_WHAT THE EXERCISE ASKS_:
Check each line of the data, and copy those where "deterministic" appears.

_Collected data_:
■ ■ ■ ■ ■ ■ ■
//! Matrix summary types: totals, grades, and ranked insight points.

use std::collections::BTreeMap;
use std::fmt;

use serde::{Deserialize, Serialize};

use crate::config::constants::grade;
use crate::types::cell::MatrixCell;
use crate::types::domain::{DomainScore, LifeDomain};

/// Discrete banding of the summary total score.
#[derive(Debug, Clone, Copy, PartialEq, Eq, PartialOrd, Ord, Hash, Serialize, Deserialize)]
pub enum Grade {
    A,
    B,
    C,
    D,
}

impl Grade {
    /// Classify a total score (0..=10 scale) into a grade band.
    pub fn from_total(total: f32) -> Self {
        if total >= grade::A {
            Self::A
        } else if total >= grade::B {
            Self::B
        } else if total >= grade::C {
            Self::C
        } else {
            Self::D
        }
    }
}

impl fmt::Display for Grade {
    fn fmt(&self, f: &mut fmt::Formatter<'_>) -> fmt::Result {
        let s = match self {
            Self::A => "A",
            Self::B => "B",
            Self::C => "C",
            Self::D => "D",
        };
        write!(f, "{}", s)
    }
}

/// One ranked insight entry.
#[derive(Debug, Clone, PartialEq, Serialize, Deserialize)]
pub struct InsightPoint {
    /// Domain the insight concerns, when domain-scoped.
    #[serde(default, skip_serializing_if = "Option::is_none")]
    pub domain: Option<LifeDomain>,
    /// Short headline.
    pub title: String,
    /// Supporting sentence.
    pub detail: String,
    /// Score that ranked this insight (0..=10 scale).
    pub score: f32,
}

/// Aggregate result of a full matrix calculation.
#[derive(Debug, Clone, PartialEq, Serialize, Deserialize)]
pub struct MatrixSummary {
    /// Weighted mean of adjusted domain scores over domains with data,
    /// 0..=10 scale.
    pub total_score: f32,

    /// Mean confidence across domains with data, in [0, 1].
    pub confidence_score: f32,

    /// Grade band of the total score.
    pub grade: Grade,

    /// Percentage of expected input fields populated, 0..=100.
    pub data_completeness: f32,

    /// Number of emitted top-level insight entries.
    pub insight_count: usize,

    /// Domains and cells ranking above the strength threshold.
    pub strength_points: Vec<InsightPoint>,

    /// Entries that are neither strengths nor cautions.
    pub balance_points: Vec<InsightPoint>,

    /// Domains at or below the caution threshold, plus tension cells.
    pub caution_points: Vec<InsightPoint>,

    /// Synergy cells, best first.
    pub top_synergies: Vec<MatrixCell>,

    /// Per-domain fused scores, keyed by domain for deterministic order.
    pub domain_scores: BTreeMap<LifeDomain, DomainScore>,
}

/// Full engine output: the summary plus every generated matrix cell.
///
/// The insight generator and the evidence builder both consume this.
#[derive(Debug, Clone, PartialEq, Serialize, Deserialize)]
pub struct MatrixOutcome {
    /// Aggregate summary.
    pub summary: MatrixSummary,
    /// All generated cells, in deterministic domain-then-pair order.
    pub cells: Vec<MatrixCell>,
}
■ ■ ■ ■ ■ ■ ■
_TASK RESPONSE_:
    /// Per-domain fused scores, keyed by domain for deterministic order.
    /// All generated cells, in deterministic domain-then-pair order.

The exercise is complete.